Scosse il capo ridacchiando: “Una coincidenza, appunto! E poi chi mai avrebbe voluto avvelenare Lucrezia e per quale motivo?” Il sorriso gli morì sulle labbra nel ricordarsi di un fatto. Rinaldo era sì in guerra, ma proprio quel giorno era tornato in città per chiedere maggiori fondi alla Signoria.
Scosse lentamente il capo: “No. Dimmi che non è vero. Dimmi che mi sto immaginando tutto.” Si rivolse al Registro come se questo potesse dargli una risposta.

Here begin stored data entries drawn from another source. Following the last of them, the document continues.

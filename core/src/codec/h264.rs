//! H.264 NAL classification and AVCDecoderConfigurationRecord construction.
//!
//! The NAL type table follows Table 7-1 of ISO/IEC 14496-10:2014(E); RTP
//! depacketization (FU-A reassembly) stays an external collaborator —
//! only NAL *classification*, used by [`crate::track::Track`] to detect
//! config NALs and keyframes, and the RTMP `AVCDecoderConfigurationRecord`
//! builder live here.

use bytes::{BufMut, Bytes, BytesMut};

use crate::error::Error;
use failure::bail;

pub const NAL_SPS: u8 = 7;
pub const NAL_PPS: u8 = 8;
pub const NAL_IDR: u8 = 5;
pub const NAL_NON_IDR: u8 = 1;
pub const NAL_SEI: u8 = 6;
pub const NAL_AUD: u8 = 9;

/// Returns the NAL unit type (bits 3-7 of the NAL header byte).
pub fn nal_type(nal: &[u8]) -> Option<u8> {
    nal.first().map(|b| b & 0x1f)
}

pub fn is_config(nal_type: u8) -> bool {
    matches!(nal_type, NAL_SPS | NAL_PPS)
}

pub fn is_keyframe(nal_type: u8) -> bool {
    nal_type == NAL_IDR
}

pub fn is_vcl(nal_type: u8) -> bool {
    matches!(nal_type, 1..=5)
}

/// Tracks the config NALs (SPS/PPS) seen so far for one H.264 track.
#[derive(Debug, Default, Clone)]
pub struct ConfigState {
    pub sps: Option<Bytes>,
    pub pps: Option<Bytes>,
}

impl ConfigState {
    /// Feeds one (already-stripped-of-prefix) NAL unit. Returns true if this
    /// call made the track ready for the first time.
    pub fn observe_nal(&mut self, nal: &Bytes) -> bool {
        let was_ready = self.ready();
        match nal_type(nal) {
            Some(NAL_SPS) => self.sps = Some(nal.clone()),
            Some(NAL_PPS) => self.pps = Some(nal.clone()),
            _ => {}
        }
        !was_ready && self.ready()
    }

    pub fn ready(&self) -> bool {
        self.sps.is_some() && self.pps.is_some()
    }

    /// Builds an `AVCDecoderConfigurationRecord` per ISO/IEC 14496-15, as
    /// the RTMP muxer needs for its config packet.
    pub fn avc_decoder_config(&self) -> Result<Bytes, Error> {
        let sps = self.sps.as_ref().ok_or_else(|| failure::format_err!("no SPS yet"))?;
        let pps = self.pps.as_ref().ok_or_else(|| failure::format_err!("no PPS yet"))?;
        if sps.len() < 4 {
            bail!("SPS too short ({} bytes)", sps.len());
        }
        let mut buf = BytesMut::with_capacity(11 + sps.len() + pps.len());
        buf.put_u8(1); // configurationVersion
        buf.put_u8(sps[1]); // AVCProfileIndication
        buf.put_u8(sps[2]); // profile_compatibility
        buf.put_u8(sps[3]); // AVCLevelIndication
        buf.put_u8(0xFF); // reserved(6)=1 + lengthSizeMinusOne=3 (4-byte lengths)
        buf.put_u8(0xE1); // reserved(3)=1 + numOfSequenceParameterSets=1
        buf.put_u16(sps.len() as u16);
        buf.put_slice(sps);
        buf.put_u8(1); // numOfPictureParameterSets
        buf.put_u16(pps.len() as u16);
        buf.put_slice(pps);
        Ok(buf.freeze())
    }
}

#[cfg(test)]
mod tests {
    use super::*;

    #[test]
    fn classifies_nal_types() {
        assert_eq!(nal_type(&[0x67]), Some(NAL_SPS));
        assert_eq!(nal_type(&[0x68]), Some(NAL_PPS));
        assert_eq!(nal_type(&[0x65]), Some(NAL_IDR));
        assert!(is_config(NAL_SPS));
        assert!(!is_config(NAL_IDR));
        assert!(is_keyframe(NAL_IDR));
        assert!(is_vcl(NAL_NON_IDR));
        assert!(!is_vcl(NAL_SEI));
    }

    #[test]
    fn becomes_ready_only_once_both_present() {
        let mut cfg = ConfigState::default();
        assert!(!cfg.observe_nal(&Bytes::from_static(&[0x67, 0x42, 0x00, 0x1e])));
        assert!(!cfg.ready());
        assert!(cfg.observe_nal(&Bytes::from_static(&[0x68, 0xce, 0x3c, 0x80])));
        assert!(cfg.ready());
    }

    #[test]
    fn avc_config_rejects_missing_pps() {
        let mut cfg = ConfigState::default();
        cfg.observe_nal(&Bytes::from_static(&[0x67, 0x42, 0x00, 0x1e]));
        assert!(cfg.avc_decoder_config().is_err());
    }

    #[test]
    fn avc_config_embeds_sps_and_pps() {
        let mut cfg = ConfigState::default();
        let sps = Bytes::from_static(&[0x67, 0x42, 0x00, 0x1e, 0xaa, 0xbb]);
        let pps = Bytes::from_static(&[0x68, 0xce, 0x3c, 0x80]);
        cfg.observe_nal(&sps);
        cfg.observe_nal(&pps);
        let record = cfg.avc_decoder_config().unwrap();
        assert_eq!(record[0], 1);
        assert_eq!(record[1], 0x42);
        assert_eq!(record[3], 0x1e);
        let sps_len = u16::from_be_bytes([record[6], record[7]]) as usize;
        assert_eq!(sps_len, sps.len());
        assert_eq!(&record[8..8 + sps_len], &sps[..]);
    }
}
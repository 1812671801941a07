//! RTSP muxer adapter.
//!
//! Produces an SDP from ready tracks and, per frame, one or more
//! [`RtpPacket`]s. AAC and the generic codecs (G.711/Opus/L16) are
//! packetized in-crate ([`crate::codec::aac`], [`crate::codec::generic_rtp`]);
//! H.264/H.265 RTP packetization is explicitly external and is reached
//! through [`H26xPacketizer`], a seam an RTP-aware collaborator fills in
//! (the mirror image of the depacketizing role an RTSP client's NAL
//! assembler plays on the receive side).

use std::sync::Arc;

use bytes::Bytes;

use crate::codec::{aac, generic_rtp};
use crate::config::RtpConfig;
use crate::error::Error;
use crate::flush::{FlushPolicy, PacketCache};
use crate::frame::{Codec, Frame};
use crate::ring::{FlushUnit, Ring};
use crate::sink::{MediaSink, TrackGate, TrackMeta};

/// One RTP packet ready to be wrapped in its transport header (sequence
/// number, SSRC, UDP/interleaved framing) by an external session — all of
/// which stay out of scope here.
#[derive(Debug, Clone)]
pub struct RtpPacket {
    pub marker: bool,
    pub payload: Bytes,
    pub dts: u32,
}

/// External collaborator for H.264/H.265 RTP packetization (RFC 6184 /
/// RFC 7798), the one piece of the RTSP contract pushed outside this
/// crate.
pub trait H26xPacketizer: Send {
    fn packetize(&mut self, codec: Codec, frame: &Frame, mtu: usize) -> Result<Vec<RtpPacket>, Error>;
}

/// Falls back to dropping H.26x frames with a warning when no real
/// packetizer is wired in — keeps the muxer usable for AAC/G.711/Opus-only
/// streams (and in tests) without requiring every caller to supply one.
struct NoH26xPacketizer;

impl H26xPacketizer for NoH26xPacketizer {
    fn packetize(&mut self, codec: Codec, _frame: &Frame, _mtu: usize) -> Result<Vec<RtpPacket>, Error> {
        Err(failure::format_err!("no H.26x RTP packetizer configured for {:?}", codec))
    }
}

pub struct RtspMuxer {
    gate: TrackGate,
    demand: bool,
    rtp: RtpConfig,
    h26x: Box<dyn H26xPacketizer>,
    cache: PacketCache<RtpPacket>,
    ring: Arc<Ring<RtpPacket>>,
    sdp_ready: bool,
}

impl RtspMuxer {
    pub fn new(merge_ms: i64, ring_capacity: usize, demand: bool, rtp: RtpConfig) -> Self {
        RtspMuxer {
            gate: TrackGate::new(),
            demand,
            rtp,
            h26x: Box::new(NoH26xPacketizer),
            cache: PacketCache::new(FlushPolicy::new(merge_ms)),
            ring: Arc::new(Ring::new(ring_capacity)),
            sdp_ready: false,
        }
    }

    pub fn with_h26x_packetizer(mut self, p: Box<dyn H26xPacketizer>) -> Self {
        self.h26x = p;
        self
    }

    pub fn ring(&self) -> Arc<Ring<RtpPacket>> {
        self.ring.clone()
    }

    pub fn is_enabled(&self) -> bool {
        !self.demand || self.ring.reader_count() > 0
    }

    pub fn sdp_ready(&self) -> bool {
        self.sdp_ready
    }

    fn clock_rate(codec: Codec) -> u32 {
        match codec {
            Codec::H264 | Codec::H265 => 90_000,
            Codec::Aac => 48_000, // actual rate comes from AudioSpecificConfig in a real SDP
            Codec::Opus => 48_000,
            Codec::G711A | Codec::G711U => 8_000,
            Codec::L16 => 44_100,
        }
    }

    fn push_packets(&mut self, dts: u32, is_video: bool, packets: Vec<RtpPacket>, key: bool) {
        let ring = self.ring.clone();
        for (i, pkt) in packets.into_iter().enumerate() {
            let is_key_pos = key && i == 0;
            self.cache.input(i64::from(dts), is_video, pkt, is_key_pos, |pending, key| {
                ring.push(FlushUnit { packets: pending, is_key: key });
            });
        }
    }
}

impl MediaSink for RtspMuxer {
    fn add_track(&mut self, _track: &TrackMeta) -> Result<(), Error> {
        self.gate.observe_add()
    }

    fn add_track_completed(&mut self) {
        self.gate.complete();
        self.sdp_ready = true;
    }

    fn input_frame(&mut self, frame: &Frame) -> Result<(), Error> {
        let mtu = self.rtp.video_mtu_size;
        let packets = match frame.codec {
            Codec::H264 | Codec::H265 => self.h26x.packetize(frame.codec, frame, mtu)?,
            Codec::Aac => {
                let payload = aac::packetize(&frame.payload())?;
                vec![RtpPacket { marker: true, payload, dts: frame.dts }]
            }
            Codec::G711A | Codec::G711U | Codec::Opus | Codec::L16 => generic_rtp::packetize(&frame.payload(), mtu)
                .into_iter()
                .map(|payload| RtpPacket { marker: true, payload, dts: frame.dts })
                .collect(),
        };
        self.push_packets(frame.dts, frame.codec.is_video(), packets, frame.key_frame);
        Ok(())
    }

    fn reset_tracks(&mut self) {
        self.sdp_ready = false;
    }
}
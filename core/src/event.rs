//! `MediaSourceEvent` and the interceptor chain.
//!
//! A source never owns the state callers mutate: it holds a weak reference
//! to a listener answering a fixed set of queries, and an interceptor
//! implements the same trait while delegating to another listener
//! underneath — the same chain-of-responsibility shape seen in other
//! streaming-hub designs (e.g. `xiu`'s `TStreamHandler`), adapted here to
//! plain Rust trait objects rather than async channel plumbing, since the
//! hot frame path must have no suspension points.

use std::sync::{Arc, Mutex, Weak};

use crate::error::Error;
use crate::frame::Codec;

/// Kind of producer that created a source.
#[derive(Debug, Clone, Copy, PartialEq, Eq)]
pub enum MediaOriginType {
    Unknown,
    RtmpPush,
    RtspPush,
    RtpPush,
    Pull,
    FfmpegPull,
    Mp4Vod,
    DeviceChn,
}

/// Minimal producer socket diagnostics.
#[derive(Debug, Clone)]
pub struct SockInfo {
    pub peer_addr: String,
    pub peer_port: u16,
    pub local_addr: String,
    pub local_port: u16,
}

#[derive(Debug, Clone, Copy, PartialEq, Eq)]
pub enum RecorderType {
    Hls,
    Mp4,
}

/// Snapshot of one track's identity/readiness, returned by `get_tracks`.
/// [`crate::track::Track`] itself is generic over its downstream sink and
/// so isn't a trait-object-friendly return type; this is the stable summary
/// an event listener needs (e.g. to build an SDP or decide whether to start
/// recording).
#[derive(Debug, Clone)]
pub struct TrackSummary {
    pub codec: Codec,
    pub ready: bool,
}

/// Parameters for `start_send_rtp`.
#[derive(Debug, Clone)]
pub struct SendRtpRequest {
    pub dst_addr: String,
    pub dst_port: u16,
    pub ssrc: String,
    pub is_udp: bool,
    pub src_port: u16,
}

pub type SendRtpCallback = Box<dyn FnOnce(Result<u16, Error>) + Send>;

/// Answers queries a `MediaSource` cannot answer about itself: who produced
/// it, how many readers exist, whether to tear it down.
pub trait MediaSourceEvent: Send + Sync {
    fn get_origin_type(&self) -> MediaOriginType {
        MediaOriginType::Unknown
    }

    fn get_origin_url(&self) -> String {
        String::new()
    }

    fn get_origin_sock(&self) -> Option<SockInfo> {
        None
    }

    fn seek_to(&self, _stamp_ms: u32) -> bool {
        false
    }

    fn close(&self, _force: bool) -> bool {
        false
    }

    /// Readers across all schemas of this logical stream. No default: every
    /// listener must answer this (it drives `on_reader_changed` policy).
    fn total_reader_count(&self) -> usize;

    fn on_reader_changed(&self, _count: usize) {}

    fn on_regist(&self, _registered: bool) {}

    fn setup_record(&self, _kind: RecorderType, _start: bool, _custom_path: Option<&str>) -> bool {
        false
    }

    fn is_recording(&self, _kind: RecorderType) -> bool {
        false
    }

    fn get_tracks(&self, _ready_only: bool) -> Vec<TrackSummary> {
        Vec::new()
    }

    fn start_send_rtp(&self, _req: SendRtpRequest, cb: SendRtpCallback) {
        cb(Err(failure::format_err!("start_send_rtp not implemented")));
    }

    fn stop_send_rtp(&self, _ssrc: &str) -> bool {
        false
    }
}

/// Intercepts a `MediaSourceEvent`, delegating to another listener by
/// default but free to override any single method — the same role the
/// fan-out plays: it answers `total_reader_count` itself (summing
/// across protocols) while forwarding `close` down to the original
/// producer.
pub struct MediaSourceEventInterceptor {
    delegate: Mutex<Weak<dyn MediaSourceEvent>>,
}

impl MediaSourceEventInterceptor {
    pub fn new() -> Self {
        MediaSourceEventInterceptor {
            delegate: Mutex::new(Weak::new()),
        }
    }

    /// Installs `delegate` as this interceptor's listener. `self_arc` is the
    /// `Arc` this interceptor is itself wrapped in wherever it's used as a
    /// `MediaSourceEvent`; rejects the call if `delegate` would resolve back
    /// to the interceptor itself, forming a cycle.
    pub fn set_delegate(&self, delegate: Weak<dyn MediaSourceEvent>, self_arc: &Arc<dyn MediaSourceEvent>) -> Result<(), Error> {
        if let Some(strong) = delegate.upgrade() {
            if Arc::ptr_eq(&strong, self_arc) {
                return Err(failure::format_err!("interceptor cannot delegate to itself"));
            }
        }
        *self.delegate.lock().unwrap() = delegate;
        Ok(())
    }

    pub fn delegate(&self) -> Option<Arc<dyn MediaSourceEvent>> {
        self.delegate.lock().unwrap().upgrade()
    }
}

impl Default for MediaSourceEventInterceptor {
    fn default() -> Self {
        Self::new()
    }
}

impl MediaSourceEvent for MediaSourceEventInterceptor {
    fn get_origin_type(&self) -> MediaOriginType {
        self.delegate().map(|d| d.get_origin_type()).unwrap_or(MediaOriginType::Unknown)
    }

    fn get_origin_url(&self) -> String {
        self.delegate().map(|d| d.get_origin_url()).unwrap_or_default()
    }

    fn get_origin_sock(&self) -> Option<SockInfo> {
        self.delegate().and_then(|d| d.get_origin_sock())
    }

    fn seek_to(&self, stamp_ms: u32) -> bool {
        self.delegate().map(|d| d.seek_to(stamp_ms)).unwrap_or(false)
    }

    fn close(&self, force: bool) -> bool {
        self.delegate().map(|d| d.close(force)).unwrap_or(false)
    }

    fn total_reader_count(&self) -> usize {
        self.delegate().map(|d| d.total_reader_count()).unwrap_or(0)
    }

    fn on_reader_changed(&self, count: usize) {
        if let Some(d) = self.delegate() {
            d.on_reader_changed(count);
        }
    }

    fn on_regist(&self, registered: bool) {
        if let Some(d) = self.delegate() {
            d.on_regist(registered);
        }
    }

    fn setup_record(&self, kind: RecorderType, start: bool, custom_path: Option<&str>) -> bool {
        self.delegate().map(|d| d.setup_record(kind, start, custom_path)).unwrap_or(false)
    }

    fn is_recording(&self, kind: RecorderType) -> bool {
        self.delegate().map(|d| d.is_recording(kind)).unwrap_or(false)
    }

    fn get_tracks(&self, ready_only: bool) -> Vec<TrackSummary> {
        self.delegate().map(|d| d.get_tracks(ready_only)).unwrap_or_default()
    }

    fn start_send_rtp(&self, req: SendRtpRequest, cb: SendRtpCallback) {
        match self.delegate() {
            Some(d) => d.start_send_rtp(req, cb),
            None => cb(Err(failure::format_err!("no delegate installed"))),
        }
    }

    fn stop_send_rtp(&self, ssrc: &str) -> bool {
        self.delegate().map(|d| d.stop_send_rtp(ssrc)).unwrap_or(false)
    }
}

#[cfg(test)]
mod tests {
    use super::*;

    struct Leaf {
        reader_count: usize,
    }

    impl MediaSourceEvent for Leaf {
        fn total_reader_count(&self) -> usize {
            self.reader_count
        }

        fn get_origin_type(&self) -> MediaOriginType {
            MediaOriginType::RtmpPush
        }
    }

    #[test]
    fn interceptor_delegates_by_default() {
        let leaf: Arc<dyn MediaSourceEvent> = Arc::new(Leaf { reader_count: 3 });
        let interceptor = Arc::new(MediaSourceEventInterceptor::new());
        let self_dyn: Arc<dyn MediaSourceEvent> = interceptor.clone();
        interceptor.set_delegate(Arc::downgrade(&leaf), &self_dyn).unwrap();

        assert_eq!(interceptor.total_reader_count(), 3);
        assert_eq!(interceptor.get_origin_type(), MediaOriginType::RtmpPush);
    }

    #[test]
    fn interceptor_rejects_self_delegation() {
        let interceptor = Arc::new(MediaSourceEventInterceptor::new());
        let self_dyn: Arc<dyn MediaSourceEvent> = interceptor.clone();
        let self_weak = Arc::downgrade(&self_dyn);
        assert!(interceptor.set_delegate(self_weak, &self_dyn).is_err());
    }

    #[test]
    fn interceptor_with_no_delegate_returns_defaults() {
        let interceptor = MediaSourceEventInterceptor::new();
        assert_eq!(interceptor.total_reader_count(), 0);
        assert!(!interceptor.close(true));
    }
}
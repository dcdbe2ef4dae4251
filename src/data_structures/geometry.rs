//! Mesh geometry, bounding boxes, and load-time normalization.
//!
//! Geometry is kept as plain vertex/index buffers in CPU memory. The external
//! renderer uploads them as-is: [`Vertex`] is `repr(C)` and Pod, so
//! [`Geometry::vertex_bytes`] can be written straight into a GPU buffer.
//!
//! Normalization runs exactly once per placed instance, right after its mesh
//! finishes loading: the geometry is recentered on the origin and a uniform
//! scale plus ground offset are computed so that visually disparate source
//! meshes compare consistently at default scale.

use cgmath::Vector3;

/// One mesh vertex: position and (flat) normal.
#[repr(C)]
#[derive(Debug, Copy, Clone, PartialEq, bytemuck::Pod, bytemuck::Zeroable)]
pub struct Vertex {
    pub position: [f32; 3],
    pub normal: [f32; 3],
}

/// Parsed triangulated mesh data, ready for GPU upload by the renderer.
#[derive(Debug, Clone, Default)]
pub struct Geometry {
    pub vertices: Vec<Vertex>,
    pub indices: Vec<u32>,
}

impl Geometry {
    pub fn aabb(&self) -> Aabb {
        Aabb::of(self.vertices.iter().map(|v| v.position))
    }

    pub fn translate(&mut self, delta: Vector3<f32>) {
        for vertex in &mut self.vertices {
            vertex.position[0] += delta.x;
            vertex.position[1] += delta.y;
            vertex.position[2] += delta.z;
        }
    }

    /// Raw vertex data for GPU upload.
    pub fn vertex_bytes(&self) -> &[u8] {
        bytemuck::cast_slice(&self.vertices)
    }

    /// Raw index data for GPU upload.
    pub fn index_bytes(&self) -> &[u8] {
        bytemuck::cast_slice(&self.indices)
    }

    pub fn triangle_count(&self) -> usize {
        self.indices.len() / 3
    }
}

/// Axis-aligned bounding box.
#[derive(Debug, Clone, Copy, PartialEq)]
pub struct Aabb {
    pub min: Vector3<f32>,
    pub max: Vector3<f32>,
}

impl Aabb {
    /// Bounding box of a point set. Empty input yields a zero-sized box at
    /// the origin so downstream math stays finite.
    pub fn of(points: impl IntoIterator<Item = [f32; 3]>) -> Self {
        let mut points = points.into_iter();
        let first = match points.next() {
            Some(p) => Vector3::from(p),
            None => Vector3::new(0.0, 0.0, 0.0),
        };
        let mut aabb = Aabb {
            min: first,
            max: first,
        };
        for p in points {
            aabb.min.x = aabb.min.x.min(p[0]);
            aabb.min.y = aabb.min.y.min(p[1]);
            aabb.min.z = aabb.min.z.min(p[2]);
            aabb.max.x = aabb.max.x.max(p[0]);
            aabb.max.y = aabb.max.y.max(p[1]);
            aabb.max.z = aabb.max.z.max(p[2]);
        }
        aabb
    }

    pub fn center(&self) -> Vector3<f32> {
        (self.min + self.max) * 0.5
    }

    pub fn size(&self) -> Vector3<f32> {
        self.max - self.min
    }

    pub fn max_dimension(&self) -> f32 {
        let size = self.size();
        size.x.max(size.y).max(size.z)
    }
}

/// Result of normalizing freshly loaded geometry.
///
/// `uniform_scale` fits the mesh into a 2-unit cube on its longest axis;
/// `ground_y_offset` is the scaled height of the lowest point below the
/// centered origin, so placing the instance at `-ground_y_offset` rests it
/// on the ground plane.
#[derive(Debug, Clone)]
pub struct Normalized {
    pub geometry: Geometry,
    pub uniform_scale: f32,
    pub ground_y_offset: f32,
}

impl Normalized {
    /// The `position.y` that puts the lowest point of the mesh at `y = 0`.
    pub fn resting_height(&self) -> f32 {
        -self.ground_y_offset
    }
}

/// Recenter geometry on the origin and derive its uniform scale and ground
/// offset.
///
/// Source meshes are authored at wildly different sizes and origins; after
/// this, every mesh fits a 2-unit cube on its longest axis and the caller
/// knows how high to place it so it sits flush on `y = 0`.
pub fn normalize(mut geometry: Geometry) -> Normalized {
    let aabb = geometry.aabb();
    geometry.translate(-aabb.center());

    let centered = geometry.aabb();
    let max_dimension = centered.max_dimension();
    // Degenerate meshes (a single point, or an empty file that slipped
    // through parsing) would otherwise produce an infinite scale.
    let uniform_scale = if max_dimension > 1e-9 {
        2.0 / max_dimension
    } else {
        1.0
    };
    let ground_y_offset = centered.min.y * uniform_scale;

    Normalized {
        geometry,
        uniform_scale,
        ground_y_offset,
    }
}
//! stow-ngin
//!
//! A lightweight, cross-platform scene-composition engine for a storage-unit
//! visualizer. The crate owns the in-memory model of placed mesh instances,
//! the unit-conversion arithmetic, the mesh-normalization applied on load,
//! the selection state machine and the keyboard movement protocol. Drawing
//! is left to an external renderer, which consumes read-only snapshots of
//! the store and feeds raw click/key events back in.
//!
//! High-level modules
//! - `units`: pure conversion between canonical meters and display units
//! - `data_structures`: engine data models (geometry, placed instances)
//! - `scene`: the authoritative placed-object store and its mutations
//! - `input`: selection state machine and arrow-key movement
//! - `resources`: helpers to load and parse mesh files (STL, OBJ)
//! - `session`: high level composition root wiring everything together
//!

pub mod data_structures;
pub mod input;
pub mod resources;
pub mod scene;
pub mod session;
pub mod units;

// Re-exports commonly used types for convenience in downstream code.
pub use cgmath::*;
pub use winit::event::WindowEvent;
pub use winit::keyboard::{KeyCode, ModifiersState};

/// Initialize logging for the current platform.
///
/// Uses env_logger natively and the browser console on WASM. Safe to call
/// when a logger is already installed; that just logs a warning to stdout.
pub fn init_logging() {
    #[cfg(not(target_arch = "wasm32"))]
    {
        if let Err(e) = env_logger::try_init() {
            println!("Warning: Could not initialize logger: {}", e);
        };
    }

    #[cfg(target_arch = "wasm32")]
    {
        use wasm_bindgen::UnwrapThrowExt;
        console_log::init_with_level(log::Level::Info).unwrap_throw();
    }
}
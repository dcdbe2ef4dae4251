//! OBJ parsing via tobj.
//!
//! Materials and textures are a renderer concern, so the MTL side of the
//! file is ignored; only positions, normals and indices survive. Multiple
//! models inside one file are flattened into a single geometry with
//! rebased indices.

use std::io::{BufReader, Cursor};

use crate::{
    data_structures::geometry::{Geometry, Vertex},
    resources::{MeshError, load_string},
};

pub async fn load(file_name: &str) -> Result<Geometry, MeshError> {
    let obj_text = load_string(file_name).await?;
    let obj_cursor = Cursor::new(obj_text);
    let mut obj_reader = BufReader::new(obj_cursor);

    let (models, _materials) = tobj::load_obj_buf_async(
        &mut obj_reader,
        &tobj::LoadOptions {
            triangulate: true,
            single_index: true,
            ..Default::default()
        },
        // MTL references are irrelevant here; resolve them to nothing.
        |_p| async move { Ok((Vec::new(), Default::default())) },
    )
    .await
    .map_err(|e| MeshError::Malformed(e.to_string()))?;

    let mut vertices = Vec::new();
    let mut indices = Vec::new();
    for m in &models {
        let base = vertices.len() as u32;
        for i in 0..m.mesh.positions.len() / 3 {
            vertices.push(Vertex {
                position: [
                    m.mesh.positions[i * 3],
                    m.mesh.positions[i * 3 + 1],
                    m.mesh.positions[i * 3 + 2],
                ],
                normal: [
                    m.mesh.normals.get(i * 3).map_or(0.0, |f| *f),
                    m.mesh.normals.get(i * 3 + 1).map_or(0.0, |f| *f),
                    m.mesh.normals.get(i * 3 + 2).map_or(0.0, |f| *f),
                ],
            });
        }
        indices.extend(m.mesh.indices.iter().map(|i| i + base));
    }

    if vertices.is_empty() {
        return Err(MeshError::Malformed(format!(
            "{file_name} contains no geometry"
        )));
    }

    Ok(Geometry { vertices, indices })
}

Anche se… Il malessere di Lucrezia, il ritorno di Rinaldo e le sue iniziali scritte nero su bianco accanto alla parola ‘cicuta’, erano tutte coincidenze sospette. Anche troppo. Non si chiese nemmeno se Rinaldo avrebbe potuto compiere un simile crimine, perché sapeva bene che ne era in grado. Odiava Lucrezia per il semplice fatto di far parte della famiglia Medici e aveva tentato di tutto per distruggere il loro amore. Ora lo sapeva, Rinaldo aveva fatto avvelenare Lucrezia. Sentì il sangue salirgli alla testa, sussurrò tra i denti: “Maledetto.” Ma poi, battendo pesantemente i pugni sul tavolo, quella parola uscì in un grido che squarciò il silenzio della notte: “MALEDETTO!”